Les colloïdes, ou « solutions » colloïdales, sont des mélanges (liquide, gel) qui contiennent, en suspension, des particules. Ces particules, ou objets colloïdaux, ont une taille supérieure aux molécules qui les constituent (taille supramoléculaire) mais suffisamment petite pour que le mélange demeure homogène. D'après la définition officielle, leur taille est comprise entre un nanomètre (10–9 m) et une dizaine de micromètres (soit 10–5 m). Des produits industriels tels qu'un parfum sans alcool, une peinture à l'eau ou encore une sauce vinaigrette, ainsi que des produits naturels tels que le lait, sont des exemples de solutions colloïdales. Dans tous les cas, ces mélanges doivent posséder une stabilité suffisante pour être fonctionnels : une peinture qui décante, le lait qui « tourne » ou un vin qui dépose de façon trop importante ne répondent plus à leurs fonctions.

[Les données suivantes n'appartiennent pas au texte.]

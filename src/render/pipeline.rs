use rayon::prelude::*;

use crate::{
    assets::store::AvatarStore,
    compose::card::compose_card,
    foundation::error::{CardError, CardResult},
    model::{Favorites, RenderConfig, ScoreRow},
    render::cpu::CpuRenderer,
    render::frame::CardFrame,
    text::FontStore,
};

/// Compose and rasterize a single row.
///
/// This is the primary one-shot API: a pure function of its inputs with no
/// IO and no shared mutable state, so callers may invoke it concurrently
/// across rows without locking.
pub fn render_card(
    row: &ScoreRow,
    participants: &[String],
    avatars: &AvatarStore,
    favorites: &Favorites,
    fonts: &FontStore,
    config: &RenderConfig,
) -> CardResult<CardFrame> {
    let plan = compose_card(row, participants, avatars, favorites, fonts, config)?;
    CpuRenderer::new().render(&plan)
}

/// Threading configuration for [`render_cards`].
#[derive(Clone, Debug, Default)]
pub struct RenderThreading {
    /// Render rows across a rayon pool instead of sequentially.
    pub parallel: bool,
    /// Worker count when parallel; `None` uses rayon's default.
    pub threads: Option<usize>,
}

/// Render every row of a dataset.
///
/// With `threading.parallel` set, rows are distributed over a dedicated
/// rayon pool with one [`CpuRenderer`] per worker; the stores are shared
/// read-only snapshots. A failing row propagates its error without
/// corrupting other in-flight renders.
pub fn render_cards(
    rows: &[ScoreRow],
    participants: &[String],
    avatars: &AvatarStore,
    favorites: &Favorites,
    fonts: &FontStore,
    config: &RenderConfig,
    threading: &RenderThreading,
) -> CardResult<Vec<CardFrame>> {
    if !threading.parallel {
        let mut renderer = CpuRenderer::new();
        let mut out = Vec::with_capacity(rows.len());
        for row in rows {
            let plan = compose_card(row, participants, avatars, favorites, fonts, config)?;
            out.push(renderer.render(&plan)?);
        }
        return Ok(out);
    }

    let pool = build_thread_pool(threading.threads)?;
    let rendered = pool.install(|| {
        rows.par_iter()
            .map_init(CpuRenderer::new, |renderer, row| -> CardResult<CardFrame> {
                let plan = compose_card(row, participants, avatars, favorites, fonts, config)?;
                renderer.render(&plan)
            })
            .collect::<Vec<_>>()
    });

    rendered.into_iter().collect()
}

/// Suggested archival filename for a rendered card:
/// `card_<rank, zero-padded 3>_<song with '/' replaced by '-'>.png`.
///
/// Owned by the export collaborator; the engine itself never touches the
/// filesystem.
pub fn card_filename(rank: u32, song: &str) -> String {
    format!("card_{:03}_{}.png", rank, song.trim().replace('/', "-"))
}

fn build_thread_pool(threads: Option<usize>) -> CardResult<rayon::ThreadPool> {
    if let Some(n) = threads
        && n == 0
    {
        return Err(CardError::validation(
            "render threading 'threads' must be >= 1 when set",
        ));
    }

    let mut builder = rayon::ThreadPoolBuilder::new();
    if let Some(n) = threads {
        builder = builder.num_threads(n);
    }
    builder
        .build()
        .map_err(|e| CardError::render(format!("failed to build rayon thread pool: {e}")))
}

#[cfg(test)]
#[path = "../../tests/unit/render/pipeline.rs"]
mod tests;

Lorsque l'on veut « solubiliser » dans un solvant, de l'eau par exemple, un produit insoluble tel que de l'huile ou un pigment hydrophobe (qui n'aime pas l'eau), on prépare donc une solution colloïdale. Pour cela, on disperse dans le solvant le produit hydrophobe sous la forme de petites particules afin que le mouvement brownien, conséquence de l'agitation des molécules du solvant, maintienne l'homogénéité de cette dispersion. Un mélange colloïdal peut être thermodynamiquement stable, ce qui signifie qu'il n'évolue pas avec le temps si les paramètres thermodynamiques (température, pression...) ne changent pas (on parle alors de stabilité thermodynamique). Cependant, la plupart des colloïdes sont en fait métastables, c'est-à-dire qu'ils se modifient au bout d'un certain temps, qui peut être long (la stabilité est alors cinétique). Dans ce cas, le retour à une séparation de phases entre les phases hydrophile et hydrophobe doit être suffisamment lent pour que l'utilisation de la suspension puisse se faire dans des conditions raisonnables.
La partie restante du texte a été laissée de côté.